In Folge dessen muss sich Deutschland im Allgemeinen und die Region Stuttgart im Besonderen damit beschäftigen, wie auf die gewaltigen Veränderungen reagiert werden soll. Allein am Beispiel Daimler lässt sich die Automobilabhängigkeit eindrucksvoll aufzeigen: Aktuell beschäftigt der Daimler-Konzern im Raum Stuttgart circa 80.000 Menschen. Diese 80.000 Arbeitsplätze bedeuten bei der Zulieferindustrie weitere 80.000 – 100.000 Arbeitsplätze – wobei die Arbeitsplätze, die indirekt von Daimler abhängen (wie in der Verwaltung, in der Gastronomie usw.), noch gar nicht mitgerechnet sind. Was passiert, wenn großflächige Produktionsverlagerung erfolgen?

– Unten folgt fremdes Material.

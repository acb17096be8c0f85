use crate::Environment;
use tracing::{debug, info};
use tracing_subscriber::{EnvFilter, prelude::*};

/// Install color-eyre with the project-standard configuration.
///
/// Call this first thing in `main()`. Safe to call more than once.
///
/// - Shows file:line where errors occur
/// - Hides environment variables
pub fn install_color_eyre() {
    let _ = color_eyre::config::HookBuilder::default()
        .display_location_section(true)
        .display_env_section(false)
        .install();
}

/// Default filter directives when `RUST_LOG` is not set
fn default_directives(environment: &Environment) -> &'static str {
    if environment.is_production() {
        "info"
    } else {
        "debug"
    }
}

/// Initialize tracing with environment-aware output and error span capture.
///
/// - **Production** (`APP_ENV=production`): flattened JSON events, no targets
/// - **Development** (default): pretty, human-readable events
///
/// Both include `tracing_error::ErrorLayer` so eyre reports carry span traces.
/// `RUST_LOG` overrides the default levels.
///
/// Calling it again once a subscriber is installed is a no-op, which keeps
/// tests that initialize tracing independently from failing.
pub fn init_tracing(environment: &Environment) {
    let filter = EnvFilter::try_from_default_env()
        .unwrap_or_else(|_| EnvFilter::new(default_directives(environment)));

    let result = if environment.is_production() {
        tracing_subscriber::registry()
            .with(
                tracing_subscriber::fmt::layer()
                    .json()
                    .with_target(false)
                    .flatten_event(true),
            )
            .with(tracing_error::ErrorLayer::default())
            .with(filter)
            .try_init()
    } else {
        tracing_subscriber::registry()
            .with(
                tracing_subscriber::fmt::layer()
                    .with_target(true)
                    .with_file(false)
                    .with_line_number(false)
                    .pretty(),
            )
            .with(tracing_error::ErrorLayer::default())
            .with(filter)
            .try_init()
    };

    match result {
        Ok(_) => info!(?environment, "Tracing initialized"),
        Err(_) => debug!("Tracing already initialized, skipping re-initialization"),
    }
}
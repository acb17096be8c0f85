use crate::{ConfigError, FromEnv, env_parse_or};

/// Listing defaults shared by every searchable resource
#[derive(Clone, Debug, PartialEq, Eq)]
pub struct PaginationConfig {
    /// Page size used when a request does not carry a valid one
    pub default_per_page: usize,
}

impl PaginationConfig {
    pub const DEFAULT_PER_PAGE: usize = 15;
}

impl FromEnv for PaginationConfig {
    /// Reads `DEFAULT_PER_PAGE` (defaults to 15, must be positive)
    fn from_env() -> Result<Self, ConfigError> {
        let default_per_page = env_parse_or("DEFAULT_PER_PAGE", Self::DEFAULT_PER_PAGE)?;

        if default_per_page == 0 {
            return Err(ConfigError::ParseError {
                key: "DEFAULT_PER_PAGE".to_string(),
                details: "must be greater than zero".to_string(),
            });
        }

        Ok(Self { default_per_page })
    }
}

impl Default for PaginationConfig {
    fn default() -> Self {
        Self {
            default_per_page: Self::DEFAULT_PER_PAGE,
        }
    }
}
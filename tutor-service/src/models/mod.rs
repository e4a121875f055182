pub mod chat_turn;
pub mod message_store;

pub use chat_turn::{ChatTurn, Sender};
pub use message_store::MessageStore;
use axum::http::HeaderValue;
use axum::{extract::Request, middleware::Next, response::Response};
use uuid::Uuid;

pub const REQUEST_ID_HEADER: &str = "x-request-id";

/// Ensure every request and its response carry an `x-request-id`.
///
/// An incoming id is kept; otherwise a fresh UUID is assigned.
pub async fn request_id_middleware(mut req: Request, next: Next) -> Response {
    let request_id = req
        .headers()
        .get(REQUEST_ID_HEADER)
        .and_then(|h| h.to_str().ok())
        .filter(|s| !s.is_empty())
        .map(|s| s.to_string())
        .unwrap_or_else(|| Uuid::new_v4().to_string());

    let header_value = HeaderValue::from_str(&request_id).ok();

    if let Some(value) = header_value.clone() {
        req.headers_mut().insert(REQUEST_ID_HEADER, value);
    }

    tracing::debug!(request_id = %request_id, path = %req.uri().path(), "Handling request");

    let mut response = next.run(req).await;

    if let Some(value) = header_value {
        response.headers_mut().insert(REQUEST_ID_HEADER, value);
    }

    response
}

#[cfg(test)]
mod tests {
    use super::*;
    use axum::{Router, body::Body, http::Request as HttpRequest, middleware::from_fn, routing::get};
    use tower::ServiceExt;

    fn app() -> Router {
        Router::new()
            .route("/", get(|| async { "ok" }))
            .layer(from_fn(request_id_middleware))
    }

    #[tokio::test]
    async fn assigns_request_id_when_missing() {
        let response = app()
            .oneshot(HttpRequest::builder().uri("/").body(Body::empty()).unwrap())
            .await
            .unwrap();

        let id = response
            .headers()
            .get(REQUEST_ID_HEADER)
            .and_then(|v| v.to_str().ok())
            .expect("response should carry a request id");
        assert!(Uuid::parse_str(id).is_ok());
    }

    #[tokio::test]
    async fn echoes_incoming_request_id() {
        let response = app()
            .oneshot(
                HttpRequest::builder()
                    .uri("/")
                    .header(REQUEST_ID_HEADER, "req-42")
                    .body(Body::empty())
                    .unwrap(),
            )
            .await
            .unwrap();

        assert_eq!(response.headers()[REQUEST_ID_HEADER], "req-42");
    }
}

Wenn in kurzer Frist 40.000 Arbeitsplätze im Raum Stuttgart wegfallen?
Auf der Suche nach Antworten auf die Fragen, die sich aus solch einem Szenario ableiten, reicht es nicht, in den bewährten Strukturen zu denken. Es reicht nicht, durch Lean Production die Produktivität zu erhöhen, durch integriertes Supply Chain Management die Wertschöpfungsprozesse noch besser zu verzahnen oder eine Bildungsoffensive zu verkünden. Es braucht dazu andere Formate, unübliche Sichtweisen, ungereimte Argumentationen und Neugier. Neue Lösungen finden sich nicht im Bekannten. Der stuttgart | salon ist ein solches Format. Mit Menschen aus Produktion und Finanzmärkten, Design und Kunst, Theorie und Praxis diskutieren wir am 28. Februar im Rahmen des Salons. Steht eine grundlegende Neudefinition der Produktion an? Wie kann nicht nur Produktion und Technik, sondern auch Arbeit neu definiert werden? Wie müssen sich die gesellschaftlichen Strukturen verändern, damit auch ein grundlegender wirtschaftlicher Wandel gelingen kann?

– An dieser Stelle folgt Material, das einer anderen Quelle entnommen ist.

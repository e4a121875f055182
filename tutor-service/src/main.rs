use service_core::observability::init_tracing;
use tutor_service::config::TutorConfig;
use tutor_service::startup::Application;

#[tokio::main]
async fn main() -> anyhow::Result<()> {
    dotenvy::dotenv().ok();

    let config = TutorConfig::load().map_err(|e| {
        eprintln!("Failed to load configuration: {}", e);
        anyhow::anyhow!("Configuration error: {}", e)
    })?;

    init_tracing(
        "tutor-service",
        &config.common.log_level,
        config.common.otlp_endpoint.as_deref(),
    );

    let app = Application::build(config).await.map_err(|e| {
        tracing::error!("Failed to build application: {}", e);
        anyhow::anyhow!("Startup error: {}", e)
    })?;

    tracing::info!("Starting tutor-service on port {}", app.http_port());
    app.run_until_stopped().await?;

    Ok(())
}
//! A single message in the tutoring conversation.

use chrono::{DateTime, Utc};
use serde::{Deserialize, Serialize};

use crate::curriculum::{WELCOME_MESSAGE, WELCOME_TURN_ID};

/// Who wrote a turn. Serialized with the wire names the chat front-end uses.
#[derive(Debug, Clone, Copy, PartialEq, Eq, Serialize, Deserialize)]
pub enum Sender {
    #[serde(rename = "user")]
    User,
    #[serde(rename = "model")]
    Assistant,
}

impl Sender {
    /// Speaker label used when the turn is replayed into a prompt.
    pub fn prompt_role(self) -> &'static str {
        match self {
            Sender::User => "Student",
            Sender::Assistant => "Tutor",
        }
    }
}

/// An immutable chat turn.
#[derive(Debug, Clone, PartialEq, Serialize)]
pub struct ChatTurn {
    id: String,
    text: String,
    sender: Sender,
    created_at: DateTime<Utc>,
}

impl ChatTurn {
    pub fn new(sender: Sender, text: impl Into<String>) -> Self {
        Self {
            id: uuid::Uuid::new_v4().to_string(),
            text: text.into(),
            sender,
            created_at: Utc::now(),
        }
    }

    pub fn user(text: impl Into<String>) -> Self {
        Self::new(Sender::User, text)
    }

    pub fn assistant(text: impl Into<String>) -> Self {
        Self::new(Sender::Assistant, text)
    }

    /// The tutor's greeting that opens a fresh session.
    pub fn welcome() -> Self {
        Self {
            id: WELCOME_TURN_ID.to_string(),
            ..Self::assistant(WELCOME_MESSAGE)
        }
    }

    pub fn id(&self) -> &str {
        &self.id
    }

    pub fn text(&self) -> &str {
        &self.text
    }

    pub fn sender(&self) -> Sender {
        self.sender
    }

    pub fn created_at(&self) -> DateTime<Utc> {
        self.created_at
    }
}
use crate::error::AppError;
use config::{Config as Cfg, File};
use serde::Deserialize;

/// Settings shared by every binary built on service-core.
#[derive(Debug, Deserialize, Clone)]
pub struct Config {
    #[serde(default = "default_port")]
    pub port: u16,
    #[serde(default = "default_log_level")]
    pub log_level: String,
    /// OTLP collector endpoint; span export is off when unset.
    #[serde(default)]
    pub otlp_endpoint: Option<String>,
}

fn default_port() -> u16 {
    8080
}

fn default_log_level() -> String {
    "info".to_string()
}

impl Config {
    pub fn load() -> Result<Self, AppError> {
        dotenvy::dotenv().ok();

        let config = Cfg::builder()
            .add_source(File::with_name("configuration").required(false))
            .add_source(config::Environment::with_prefix("APP").separator("__"))
            .build()?;

        Ok(config.try_deserialize()?)
    }
}
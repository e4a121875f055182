//! Application startup and lifecycle management.

use crate::config::TutorConfig;
use crate::curriculum::Curriculum;
use crate::handlers::{chat, health};
use crate::services::{CompletionClient, SessionController};
use axum::{middleware::from_fn, routing::get, Router};
use service_core::error::AppError;
use service_core::middleware::tracing::{request_id_middleware, REQUEST_ID_HEADER};
use std::net::SocketAddr;
use std::sync::Arc;
use tokio::net::TcpListener;
use tokio::signal;
use tower_http::cors::CorsLayer;
use tower_http::trace::TraceLayer;

/// Shared application state.
#[derive(Clone)]
pub struct AppState {
    pub controller: Arc<SessionController>,
}

pub fn build_router(state: AppState) -> Router {
    Router::new()
        .route("/health", get(health::health_check))
        .route("/ready", get(health::readiness_check))
        .route(
            "/api/chat",
            get(chat::get_transcript).post(chat::send_message),
        )
        .layer(CorsLayer::permissive())
        .layer(
            TraceLayer::new_for_http().make_span_with(|request: &axum::http::Request<_>| {
                let request_id = request
                    .headers()
                    .get(REQUEST_ID_HEADER)
                    .and_then(|value| value.to_str().ok())
                    .unwrap_or("-");

                tracing::info_span!(
                    "http_request",
                    request_id = %request_id,
                    method = %request.method(),
                    uri = %request.uri(),
                )
            }),
        )
        .layer(from_fn(request_id_middleware))
        .with_state(state)
}

/// Application container for managing server lifecycle.
pub struct Application {
    http_port: u16,
    http_listener: TcpListener,
    state: AppState,
}

impl Application {
    /// Build the application with the Gemini-backed client from `config`.
    pub async fn build(config: TutorConfig) -> Result<Self, AppError> {
        let client = CompletionClient::from_config(&config).map_err(|e| {
            tracing::error!("Failed to initialize completion client: {}", e);
            AppError::ConfigError(anyhow::Error::new(e))
        })?;

        Self::build_with_client(config, client).await
    }

    /// Build the application around an explicitly supplied client.
    pub async fn build_with_client(
        config: TutorConfig,
        client: CompletionClient,
    ) -> Result<Self, AppError> {
        let curriculum = Curriculum::load(config.curriculum_path.as_deref()).await?;
        let controller = Arc::new(SessionController::new(client, curriculum));

        // Port 0 = random port for testing
        let http_addr = SocketAddr::from(([0, 0, 0, 0], config.common.port));
        let http_listener = TcpListener::bind(http_addr).await.map_err(|e| {
            tracing::error!("Failed to bind HTTP listener to {}: {}", http_addr, e);
            AppError::from(e)
        })?;
        let http_port = http_listener.local_addr()?.port();

        tracing::info!(
            port = http_port,
            configured = controller.is_configured(),
            "Tutor service ready"
        );

        Ok(Self {
            http_port,
            http_listener,
            state: AppState { controller },
        })
    }

    /// Get the HTTP port the server is listening on.
    pub fn http_port(&self) -> u16 {
        self.http_port
    }

    pub fn controller(&self) -> Arc<SessionController> {
        self.state.controller.clone()
    }

    /// Run the application until stopped or a shutdown signal arrives.
    pub async fn run_until_stopped(self) -> std::io::Result<()> {
        let router = build_router(self.state);

        axum::serve(self.http_listener, router)
            .with_graceful_shutdown(shutdown_signal())
            .await
            .map_err(|e| {
                tracing::error!("HTTP server error: {}", e);
                std::io::Error::other(format!("HTTP server error: {}", e))
            })
    }
}

async fn shutdown_signal() {
    let ctrl_c = async {
        if let Err(e) = signal::ctrl_c().await {
            tracing::warn!("Failed to install Ctrl+C handler: {}", e);
            std::future::pending::<()>().await;
        }
    };

    #[cfg(unix)]
    let terminate = async {
        match signal::unix::signal(signal::unix::SignalKind::terminate()) {
            Ok(mut sigterm) => {
                sigterm.recv().await;
            }
            Err(e) => {
                tracing::warn!("Failed to install SIGTERM handler: {}", e);
                std::future::pending::<()>().await;
            }
        }
    };

    #[cfg(not(unix))]
    let terminate = std::future::pending::<()>();

    tokio::select! {
        _ = ctrl_c => {},
        _ = terminate => {},
    }

    tracing::info!("Shutdown signal received");
}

Dieser Salon ist eine gemeinsame Veranstaltung des stuttgart | salon und des Magazins für Ökonomie und Philosophie agora42. Der Salon ist dieses Mal zu Gast bei der EXP.edition, einer Experimentierplattform im Format eines Verlags zur Entwicklung und Herausgabe von Editionen.

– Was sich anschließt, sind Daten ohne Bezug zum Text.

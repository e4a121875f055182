//! Gemini AI provider implementation.
//!
//! Implements single-shot text generation against Google's Gemini
//! `generateContent` endpoint.

use super::{FinishReason, ProviderError, ProviderResponse, TextProvider};
use crate::services::prompt::CompletionRequest;
use async_trait::async_trait;
use reqwest::Client;
use secrecy::{ExposeSecret, Secret};
use serde::{Deserialize, Serialize};

/// Gemini API base URL.
pub const DEFAULT_GEMINI_API_BASE: &str = "https://generativelanguage.googleapis.com/v1beta";

/// Model used for every tutor reply.
pub const GEMINI_MODEL: &str = "gemini-3-flash-preview";

/// Low temperature keeps answers close to the course notes.
pub const TUTOR_TEMPERATURE: f32 = 0.3;

/// Gemini provider configuration.
#[derive(Debug, Clone)]
pub struct GeminiConfig {
    pub api_key: Secret<String>,
    pub model: String,
    pub api_base: String,
}

impl GeminiConfig {
    pub fn new(api_key: Secret<String>, api_base: impl Into<String>) -> Self {
        Self {
            api_key,
            model: GEMINI_MODEL.to_string(),
            api_base: api_base.into(),
        }
    }
}

/// Gemini text provider.
pub struct GeminiTextProvider {
    config: GeminiConfig,
    client: Client,
}

impl GeminiTextProvider {
    /// No request timeout is set; the transport default applies.
    pub fn new(config: GeminiConfig) -> Result<Self, ProviderError> {
        if config.api_key.expose_secret().is_empty() {
            return Err(ProviderError::NotConfigured(
                "Gemini API key not configured".to_string(),
            ));
        }

        let client = Client::builder()
            .build()
            .map_err(|e| ProviderError::NotConfigured(format!("HTTP client: {}", e)))?;

        Ok(Self { config, client })
    }

    /// Build the API URL for the given method. The key is sent as a query param.
    fn api_url(&self, method: &str) -> String {
        format!(
            "{}/models/{}:{}",
            self.config.api_base.trim_end_matches('/'),
            self.config.model,
            method
        )
    }

    fn build_request(request: &CompletionRequest) -> GenerateContentRequest {
        GenerateContentRequest {
            contents: vec![Content {
                role: Some("user".to_string()),
                parts: vec![Part::text(&request.prompt)],
            }],
            system_instruction: Some(Content {
                role: None,
                parts: vec![Part::text(&request.system_instruction)],
            }),
            generation_config: GenerationConfig {
                temperature: TUTOR_TEMPERATURE,
            },
        }
    }
}

#[async_trait]
impl TextProvider for GeminiTextProvider {
    async fn generate(
        &self,
        request: &CompletionRequest,
    ) -> Result<ProviderResponse, ProviderError> {
        let body = Self::build_request(request);
        let url = self.api_url("generateContent");

        tracing::debug!(
            model = %self.config.model,
            prompt_len = request.prompt.len(),
            history_turns = request.context_window.len(),
            "Sending request to Gemini API"
        );

        let response = self
            .client
            .post(&url)
            .query(&[("key", self.config.api_key.expose_secret().as_str())])
            .json(&body)
            .send()
            .await
            .map_err(|e| ProviderError::NetworkError(e.without_url().to_string()))?;

        if !response.status().is_success() {
            let status = response.status();
            let error_text = response.text().await.unwrap_or_default();

            if status.as_u16() == 429 {
                return Err(ProviderError::RateLimited);
            }

            return Err(ProviderError::ApiError(format!(
                "Gemini API error {}: {}",
                status, error_text
            )));
        }

        let api_response: GenerateContentResponse = response
            .json()
            .await
            .map_err(|e| ProviderError::ApiError(format!("Failed to parse response: {}", e)))?;

        let candidate = api_response.candidates.first();

        let finish_reason =
            FinishReason::from_api(candidate.and_then(|c| c.finish_reason.as_deref()));

        if finish_reason == FinishReason::ContentFilter {
            return Err(ProviderError::ContentFiltered);
        }

        // Same as the SDK's `response.text`: all text parts of the first candidate.
        let text = candidate
            .and_then(|c| c.content.as_ref())
            .map(|content| {
                content
                    .parts
                    .iter()
                    .filter_map(|p| p.text.as_deref())
                    .collect::<String>()
            })
            .filter(|text| !text.is_empty());

        let usage = api_response.usage_metadata.unwrap_or_default();

        tracing::debug!(
            model = %self.config.model,
            input_tokens = usage.prompt_token_count.unwrap_or(0),
            output_tokens = usage.candidates_token_count.unwrap_or(0),
            has_text = text.is_some(),
            "Received Gemini response"
        );

        Ok(ProviderResponse {
            text,
            input_tokens: usage.prompt_token_count.unwrap_or(0),
            output_tokens: usage.candidates_token_count.unwrap_or(0),
            finish_reason,
        })
    }

    fn model(&self) -> &str {
        &self.config.model
    }
}

// ============================================================================
// Gemini API Request/Response Types
// ============================================================================

#[derive(Debug, Serialize)]
#[serde(rename_all = "camelCase")]
struct GenerateContentRequest {
    contents: Vec<Content>,
    #[serde(skip_serializing_if = "Option::is_none")]
    system_instruction: Option<Content>,
    generation_config: GenerationConfig,
}

#[derive(Debug, Serialize, Deserialize)]
#[serde(rename_all = "camelCase")]
struct Content {
    #[serde(default, skip_serializing_if = "Option::is_none")]
    role: Option<String>,
    #[serde(default)]
    parts: Vec<Part>,
}

#[derive(Debug, Serialize, Deserialize)]
struct Part {
    #[serde(default, skip_serializing_if = "Option::is_none")]
    text: Option<String>,
}

impl Part {
    fn text(text: &str) -> Self {
        Self {
            text: Some(text.to_string()),
        }
    }
}

#[derive(Debug, Serialize)]
#[serde(rename_all = "camelCase")]
struct GenerationConfig {
    temperature: f32,
}

#[derive(Debug, Deserialize)]
#[serde(rename_all = "camelCase")]
struct GenerateContentResponse {
    #[serde(default)]
    candidates: Vec<Candidate>,
    #[serde(default)]
    usage_metadata: Option<UsageMetadata>,
}

#[derive(Debug, Deserialize)]
#[serde(rename_all = "camelCase")]
struct Candidate {
    #[serde(default)]
    content: Option<Content>,
    #[serde(default)]
    finish_reason: Option<String>,
}

#[derive(Debug, Deserialize, Default)]
#[serde(rename_all = "camelCase")]
struct UsageMetadata {
    prompt_token_count: Option<i32>,
    candidates_token_count: Option<i32>,
}
//! tutor-service: a chat tutor restricted to the CAP Python course notes.
//!
//! One process holds one conversation. Student messages arrive over HTTP,
//! are folded into a curriculum-grounded prompt and answered by Gemini.
pub mod config;
pub mod curriculum;
pub mod handlers;
pub mod models;
pub mod render;
pub mod services;
pub mod startup;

Wie sieht die Produktion der Zukunft aus? Und: Für was steht eigentlich das „PINK“ in PINK Production?
von Wolfram Bernhard
Am Montag Abend wurde das Geheimnis gelüftet: PINK steht nicht nur für den pinken Tüll, der dem Veranstaltungsort einen surrealen Anstrich gab, sondern es ist eine Abkürzung, die jeder für sich selbst definieren kann. Der stuttgart | salon startete mit folgendem Vorschlag:
Persönlich
Individuell
Neuartig
Koopetativ
Vielleicht ist PINKer Tüll gleichzeitig auch ein Hinweis darauf, wie die Produktion in Zukunft gestaltet werden muss: Eine kleinteilige und flexible Verbundstruktur, bei der dennoch feste Verbindungen zwischen den Elementen existieren müssen. Ferner soll auch die Gesprächsatmosphäre ein bisschen PINK sein: Es sollen Utopien entworfen werden und zwar gerne auch durch die rosarote Brille. Das heißt: Wie wünschen wir uns eine Produktion der Zukunft?
Die Diskussion zwischen Nazim Cetin (Herausgeber der agora42), Martin Elbert (Betreiber des Blogs KesselTV), Felicia Copaciu (Coworking Stuttgart), Demian Bern (EXP.edition), Jonnie Döbele (Filmemacher), Herrn Edlmayer (4D Solutions), Andre Reichel (Graduiertenschule für advanced Manufacturing Engineering der Uni Stuttgart) und Niombo Lomba (Stadträtin Stuttgart) und Katrin Steglich (curious minds, stuttgart|salon) wurde von Thomas Staehelin moderiert.
Die grundsätzliche Problematik, dass immer größere Produktivitätssteigerungen mit immer weniger Menschen erreicht werden, führt dazu, dass mit einer Neubewertung des Begriffs Produktion auch ein neues Verständnis von Arbeit einhergehen muss. Gleichzeitig scheint sich darin jedoch nur eine Entwicklung zu wiederholen, die wir in der Landwirtschaft schon lange beobachten konnten: Arbeiteten noch vor 150 Jahren 93% der Amerikaner in der Landwirtschaft, so sind dies heute 3% – und diese 3% decken nicht nur den Bedarf der gesamten amerikanischen Bevölkerung, sondern produzieren sogar das Doppelte dieses Bedarfs.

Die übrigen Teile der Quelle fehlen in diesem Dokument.